No entanto, os protestos também revelam que não são apenas os negros que gritam sua frustração para o mundo. Entre os manifestantes predominantemente jovens, há muitos americanos brancos, muitas vezes bem situados, que também estão frustrados da mesma forma. Frustrados com um país que não impede a violência policial e o racismo, mas deixa que aconteçam. Frustrados com um país que tem um presidente provocador em seu comando – e sem alternativa política.
“Quando você vê Joe Biden na TV, ele parece senil, como se estivesse preso no porão. Você quase sente que ele não consegue mais acompanhar tudo mentalmente”, diz Hacke. Isso contrasta com o presidente Trump, que exacerba a crise com sua insensatez. Um presidente dos EUA que não une mas que divide o país desde que assumiu o cargo, mente e apela aos instintos mais baixos. O assassinato e os tumultos aceleraram ainda mais a transformação do sonho americano no pesadelo americano. “Os Estados Unidos estão se desmontando a si mesmos”, avalia Hacke.
Trump se beneficia

Não é um fenômeno novo, essa raiva fervente dos americanos. Isso diz alguém que vive nos Estados Unidos há anos e até fez campanha por Barack Obama. Julius van de Laar foi um ativista dos democratas em 2007 e 2008. Em 2012, foi chefe do setor de mobilização de eleitores do Partido Democrata em Ohio, um estado-chave nas eleições. Ele afirma que já então a sociedade estava polarizada, a violência policial e o racismo eram um problema. No entanto, ele ressalta que a discriminação contra os negros raramente foi documentada tão graficamente quanto hoje. “De repente, temos um ataque registrado em vídeo, as cenas não permitem ambiguidade”, diz van de Laar. De repente, o material da imagem se tornou a ponta de lança de todos os ataques contra os quais os EUA vinham lutando há décadas.

Já para o presidente Trump, por sua vez, tudo isso vem em boa hora.
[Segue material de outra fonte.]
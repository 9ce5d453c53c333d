use crate::error::{AerialError, Result};
use aerial_classify_common::Preset;
use serde::{Deserialize, Serialize};
use std::path::PathBuf;

/// 分類器コマンドの環境変数（設定ファイルより優先）
pub const CLASSIFIER_ENV: &str = "AERIAL_CLASSIFIER_CMD";

/// 物体検出器コマンドの環境変数
pub const DETECTOR_ENV: &str = "AERIAL_DETECTOR_CMD";

#[derive(Debug, Clone, Serialize, Deserialize)]
#[serde(rename_all = "camelCase", default)]
pub struct Config {
    /// 分類器プロセスのコマンド（プログラム + 引数）
    pub classifier_command: Vec<String>,
    /// 物体検出プロセスのコマンド（空なら検出しない）
    pub detector_command: Vec<String>,
    pub default_preset: Preset,
    /// 分類器の準備完了を待つ秒数
    pub init_timeout_seconds: u64,
    /// 1領域あたりのタイムアウト秒数
    pub classify_timeout_seconds: u64,
    /// オーバーレイの文字に使うフォント（未設定なら既知の場所を探す）
    #[serde(skip_serializing_if = "Option::is_none")]
    pub overlay_font: Option<PathBuf>,
}

impl Config {
    pub fn load() -> Result<Self> {
        let config_path = Self::config_path()?;

        if config_path.exists() {
            let content = std::fs::read_to_string(&config_path)?;
            let config: Config = serde_json::from_str(&content)?;
            log::debug!("設定を読み込み: {}", config_path.display());
            Ok(config)
        } else {
            Ok(Self::default_config())
        }
    }

    pub fn save(&self) -> Result<()> {
        let config_path = Self::config_path()?;

        if let Some(parent) = config_path.parent() {
            std::fs::create_dir_all(parent)?;
        }

        let content = serde_json::to_string_pretty(self)?;
        std::fs::write(&config_path, content)?;
        Ok(())
    }

    pub fn config_path() -> Result<PathBuf> {
        let home = dirs::home_dir()
            .ok_or_else(|| AerialError::Config("ホームディレクトリが見つかりません".into()))?;
        Ok(home.join(".config").join("aerial-classify").join("config.json"))
    }

    pub fn default_config() -> Self {
        Self {
            classifier_command: Vec::new(),
            detector_command: Vec::new(),
            default_preset: Preset::Detail,
            init_timeout_seconds: 120,
            classify_timeout_seconds: 30,
            overlay_font: None,
        }
    }

    /// 分類器コマンドを取得（環境変数を優先）
    pub fn classifier_command(&self) -> Result<Vec<String>> {
        resolve_command(CLASSIFIER_ENV, &self.classifier_command)?
            .ok_or(AerialError::MissingClassifier)
    }

    /// 物体検出器コマンドを取得（未設定なら None）
    pub fn detector_command(&self) -> Result<Option<Vec<String>>> {
        resolve_command(DETECTOR_ENV, &self.detector_command)
    }

    pub fn set_classifier(&mut self, command: &str) -> Result<()> {
        self.classifier_command = non_empty_command(command)?;
        self.save()
    }

    pub fn set_detector(&mut self, command: &str) -> Result<()> {
        self.detector_command = non_empty_command(command)?;
        self.save()
    }

    pub fn set_overlay_font(&mut self, path: PathBuf) -> Result<()> {
        if !path.is_file() {
            return Err(AerialError::Config(format!("フォントファイルがありません: {}", path.display())));
        }
        self.overlay_font = Some(path);
        self.save()
    }

    pub fn set_default_preset(&mut self, preset: Preset) -> Result<()> {
        self.default_preset = preset;
        self.save()
    }
}

fn resolve_command(env: &str, configured: &[String]) -> Result<Option<Vec<String>>> {
    if let Ok(value) = std::env::var(env) {
        let parts = split_command(&value)?;
        if !parts.is_empty() {
            return Ok(Some(parts));
        }
    }

    if configured.is_empty() {
        Ok(None)
    } else {
        Ok(Some(configured.to_vec()))
    }
}

fn non_empty_command(command: &str) -> Result<Vec<String>> {
    let parts = split_command(command)?;
    if parts.is_empty() {
        return Err(AerialError::Config("コマンドが空です".into()));
    }
    Ok(parts)
}

impl Default for Config {
    fn default() -> Self {
        Self::default_config()
    }
}

/// シェルと同じ規則でコマンドを分割（引用符・エスケープ対応）
pub fn split_command(value: &str) -> Result<Vec<String>> {
    shlex::split(value)
        .ok_or_else(|| AerialError::Config(format!("コマンドの引用符が閉じていません: {}", value)))
}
Ele vive jogando os cidadãos dos EUA uns contra os outros. “Trump é o primeiro presidente que se vê como presidente de apenas um lado”, diz van de Laar, acrescentando que, em vez de ser o chefe de Estado de todos os americanos – negros ou brancos, pobres ou ricos –, ele se preocupa principalmente com seus eleitores predominantemente brancos, que devem ajudá-lo a conseguir outro mandato em novembro.
Seu fracasso na crise de coronavírus, entretanto, lhe custou muitos pontos recentemente. Para desviar a atenção, ele agora tenta fazer uma cortina de fumaça, segundo van de Laar. Polarizar para mobilizar os eleitores: essa é a estratégia dele. “Receio que sua estratégia de desviar a atenção possa ser bem-sucedida”, lamenta Hacke. Tradicionalmente, os americanos se reúnem em torno de seu presidente durante crises. “Trump também representa, além disso, muitas características que integram o espírito americano: o materialismo, o egoísmo, o sentimento implacável de liberdade e uma arrogância branca, que infelizmente recebe mais aprovação silenciosa do que podemos imaginar na Europa”, diz Hacke. “Receio que muitos brancos se sintam confirmados em seu racismo.”